───── Supplied information

#[cfg(test)]
mod tests {
    use super::*;
    use crate::data_read::read_raw_data;
    use crate::datatype::Datatype;
    use crate::filter_pipeline::FilterDescription;
    use crate::group::{group_entries, resolve_path};

    fn f32_dataset(dims: &[u64], storage: Storage) -> ObjectSpec {
        let n: u64 = dims.iter().product();
        let raw: Vec<u8> = (0..n).flat_map(|v| (v as f32).to_le_bytes()).collect();
        ObjectSpec {
            kind: ObjectKind::Dataset {
                datatype: TypeSpec::Inline(Datatype::native_float(4)),
                dims: dims.to_vec(),
                element_size: 4,
                raw,
                storage,
            },
            attributes: Vec::new(),
        }
    }

    fn read_back(file: &[u8], path: &str) -> Vec<u8> {
        let sb = Superblock::parse(file, 0).unwrap();
        let sizes = sb.sizes();
        let addr = resolve_path(file, sb.root_group_address, path, sizes, true).unwrap();
        let header = ObjectHeader::parse(file, addr, sizes).unwrap();
        let dims = Dataspace::parse(&header.find(MessageType::Dataspace).unwrap().data, sizes)
            .unwrap()
            .dimensions;
        let layout = DataLayout::parse(&header.find(MessageType::DataLayout).unwrap().data, sizes)
            .unwrap();
        let pipeline = header
            .find(MessageType::FilterPipeline)
            .map(|m| FilterPipeline::parse(&m.data).unwrap());
        read_raw_data(file, &layout, &dims, 4, pipeline.as_ref(), sizes).unwrap()
    }

    #[test]
    fn split_pads_edge_chunks() {
        let raw: Vec<u8> = (0..6).collect();
        let chunks = split_into_chunks(&raw, &[2, 3], &[2, 2], 1);
        assert_eq!(chunks.len(), 2);
        assert_eq!(chunks[0], (vec![0, 0], vec![0, 1, 3, 4]));
        assert_eq!(chunks[1], (vec![0, 2], vec![2, 0, 5, 0]));
    }

    #[test]
    fn contiguous_and_chunked_files_read_back() {
        let mut root = ObjectSpec::group();
        root.kind = ObjectKind::Group {
            links: vec![
                ("plain".into(), ObjectRef::New(1)),
                ("packed".into(), ObjectRef::New(2)),
            ],
        };
        let plain = f32_dataset(&[6, 7], Storage::Contiguous);
        let packed = f32_dataset(
            &[6, 7],
            Storage::Chunked {
                chunk_dims: vec![4, 4],
                pipeline: FilterPipeline {
                    filters: vec![FilterDescription::shuffle(4), FilterDescription::deflate(6)],
                },
            },
        );
        let objects = vec![root, plain, packed];
        let file = write_file(&FileCreateProps::new().istore_k(1), &objects).unwrap();
        assert_eq!(read_back(&file, "/plain"), read_back(&file, "/packed"));
        let ObjectKind::Dataset { raw, .. } = &objects[1].kind else {
            unreachable!()
        };
        assert_eq!(&read_back(&file, "/plain"), raw);
    }

    #[test]
    fn userblock_and_small_sizes() {
        let props = FileCreateProps::new().userblock(512).sizes(4, 4).meta_block_size(0);
        let file = write_file(&props, &[ObjectSpec::group()]).unwrap();
        assert_eq!(crate::signature::find_signature(&file).unwrap(), 512);
        let sb = Superblock::parse(&file, 512).unwrap();
        assert_eq!(sb.base_address, 512);
        assert_eq!(sb.eof_address as usize, file.len() - 512);
        let rel = &file[512..];
        let header = ObjectHeader::parse(rel, sb.root_group_address, sb.sizes()).unwrap();
        assert!(group_entries(rel, &header, sb.sizes()).unwrap().is_empty());
    }

    #[test]
    fn non_default_k_writes_extension() {
        let props = FileCreateProps::new().sym_k(8, 32);
        let file = write_file(&props, &[ObjectSpec::group()]).unwrap();
        let sb = Superblock::parse(&file, 0).unwrap();
        let ext = ObjectHeader::parse(&file, sb.extension_address.unwrap(), sb.sizes()).unwrap();
        let k = BTreeKValues::parse(&ext.find(MessageType::BTreeKValues).unwrap().data).unwrap();
        assert_eq!(k.group_leaf_k, 8);
        assert_eq!(k.group_internal_k, 32);
    }

    #[test]
    fn metadata_is_padded_to_meta_block() {
        let mut root = ObjectSpec::group();
        root.kind = ObjectKind::Group {
            links: vec![("d".into(), ObjectRef::New(1))],
        };
        let objects = vec![root, f32_dataset(&[2], Storage::Contiguous)];
        let file = write_file(&FileCreateProps::new().meta_block_size(1024), &objects).unwrap();
        // data starts at the first 1 KiB boundary
        assert_eq!(file.len(), 1024 + 8);
    }

    #[test]
    fn append_links_through_continuation() {
        let sizes = Sizes::default();
        let props = FileCreateProps::new().meta_block_size(0);
        let mut file = write_file(&props, &[ObjectSpec::group()]).unwrap();
        let sb = Superblock::parse(&file, 0).unwrap();

        let new_objects = vec![ObjectSpec::group()];
        let eof = sb.eof_address;
        let placed = ObjectWriter::new(sizes, 32, &new_objects).place(eof, 0).unwrap();
        let root = ObjectHeader::parse(&file, sb.root_group_address, sizes).unwrap();
        let block_at = eof + placed.bytes.len() as u64;
        let link = encode_link("what", placed.addresses[0], sizes).unwrap();
        let (patch, block) =
            append_messages(&file, &root, sizes, vec![(MessageType::Link, link)], block_at).unwrap();

        let at = patch.offset as usize;
        file[at..at + patch.bytes.len()].copy_from_slice(&patch.bytes);
        file.extend_from_slice(&placed.bytes);
        file.extend_from_slice(&block);
        let new_eof = file.len() as u64;
        let patched = sb.patch_eof(&file, new_eof).unwrap();
        file[..patched.len()].copy_from_slice(&patched);

        let sb = Superblock::parse(&file, 0).unwrap();
        assert_eq!(sb.eof_address, new_eof);
        assert_eq!(
            resolve_path(&file, sb.root_group_address, "/what", sizes, true).unwrap(),
            eof
        );
    }
}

──────────

• **Description of the task**
Read the entries above, then pull out the lines that include "Datatype".

• **Worked solution**
    use crate::datatype::Datatype;
                datatype: TypeSpec::Inline(Datatype::native_float(4)),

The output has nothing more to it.